Le  jour où elle sortit nue de chez elle, le quartier s’en émut mais personne n’osa rien dire. Après tout, elle n’avait fait que déposer sa poubelle devant sa porte. On verrait bien si elle recommençait.
La deuxième fois, ce fut sa voisine qui lui téléphona :
- Vous vous rendez compte, sortir nue ? Lui dit-elle de sa voix tremblante.
- Mais de quoi voulez-vous parler Madame Desrien ?
Madame Desrien dut en convenir : la jeune femme ne se  rendait pas compte. Elle rapporta sa conversation à M. Arnaud qui lui répondit qu’autant de naïveté à son âge... et qu’il passerait lui-même voir la jeune femme pour lui en toucher deux mots.
M. Arnaud sortait très peu ; il n’avait jamais eu le goût des autres. Depuis sa dépression nerveuse, qui l’avait tenu éloigné du monde de longues semaines, M. Arnaud ne pensait qu’à cette jeune femme. Son jardin était ouvert à tous les regards et il ne se privait pas de fureter dans les moindres recoins. Rien ne lui échappait, non qu’il éprouvât pour elle une passion charnelle –  mon dieu, non - mais il la désirait autrement.
C’est avec surprise que la jeune femme découvrit M. Arnaud devant sa porte ce samedi après-midi.
- Mademoiselle, commença-t-il solennel, je suis votre voisin d’en face et si je me permets de vous rendre visite c’est à cause de… mais si je pouvais entrer ce serait peut-être plus simple à expliquer.
Elle lui sourit et s’effaça pour le laisser passer. Son intérieur était tel qu’il l’avait imaginé,  même le  «  nu » face à la porte d’entrée était là où il pensait qu’il serait.
- Asseyez-vous, je vous en prie. Je vous écoute, lui dit-elle aimable.
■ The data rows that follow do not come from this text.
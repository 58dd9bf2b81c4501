//! Configuration fingerprints
//!
//! A fingerprint is a short hex identifier derived from the canonical
//! description of a configuration. It names cache directories and is stored
//! next to persisted artifacts so a stale artifact is never reused.

use crate::core::{PhowError, Result};
use rustc_hash::FxHasher;
use serde::Serialize;
use std::hash::Hasher;

/// 128-bit fingerprint of an arbitrary byte payload, as 32 hex digits
pub fn fingerprint_bytes(bytes: &[u8]) -> String {
    let mut high = FxHasher::default();
    high.write_u8(0x9e);
    high.write(bytes);

    let mut low = FxHasher::default();
    low.write_u8(0x37);
    low.write_usize(bytes.len());
    low.write(bytes);

    format!("{:016x}{:016x}", high.finish(), low.finish())
}

/// Fingerprint of a canonical configuration string
pub fn fingerprint_str(canonical: &str) -> String {
    fingerprint_bytes(canonical.as_bytes())
}

/// Canonical JSON description of a serializable configuration
pub fn canonical_json<T: Serialize>(value: &T) -> Result<String> {
    serde_json::to_string(value).map_err(|e| PhowError::Serialization(e.to_string()))
}

#[cfg(test)]
mod tests {
    use super::*;

    #[test]
    fn test_fingerprint_is_stable_and_distinct() {
        let a = fingerprint_str("k=50;levels=[1,2]");
        let b = fingerprint_str("k=50;levels=[1,2]");
        let c = fingerprint_str("k=60;levels=[1,2]");
        assert_eq!(a, b);
        assert_ne!(a, c);
        assert_eq!(a.len(), 32);
        assert!(a.chars().all(|ch| ch.is_ascii_hexdigit()));
    }

    #[test]
    fn test_canonical_json() {
        #[derive(Serialize)]
        struct Params {
            k: usize,
            step: usize,
        }
        let json = canonical_json(&Params { k: 300, step: 3 }).unwrap();
        assert_eq!(json, r#"{"k":300,"step":3}"#);
    }
}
Elle portait une robe simple, bleue, qui mettait en valeur son épaisse chevelure brune. Son regard alla du « nu » à la jeune femme, puis il lui demanda :
- C’est vous ?
- Oui. Il vous plaît ?
- Un très beau nu, convint-il, c’est d’ailleurs pour ça que je suis venu.
- Vous voulez me peindre nue ?
Il s’empourpra, perdit contenance et lui en voulut de le mettre dans l’embarras. Finalement, que savait-il des femmes, lui qui n’avait fait que les suivre ? 
- Je suis modèle, précisa-t-elle, on me paie pour poser.
- Moi, je m’intéresse aux oiseaux, et un corps nu c’est un peu comme un oiseau qui se libère de ses barreaux. C’est comme ça que je vois les choses, je ne sais pas si vous me comprenez.
Elle lui demanda s’il voulait la voir nue avant de la peindre et M. Arnaud devint cramoisi :
- Je ne suis pas peintre vous savez, je suis un homme comme un autre et…
- Je sais, sourit-elle, je sais qui vous êtes. C’est bien pour ça que je vous fais cette proposition.
Elle se déshabilla dans le salon sans manifester aucune gêne. Lui s’était levé, nerveux. Sans doute le prenait-elle pour un voyeur ? Une fois nue, elle s’approcha si près de lui qu’elle frôla sa veste en velours. Il  pensa fugitivement à l’opinel qu’il utilisait au jardin pour tailler les branchages et il se dit que cette plante-là mériterait aussi d’être élaguée pour que tout rentre dans l’ordre.
- Je suis sûre que vous voudriez me tuer, lui chuchota-t-elle à l’oreille.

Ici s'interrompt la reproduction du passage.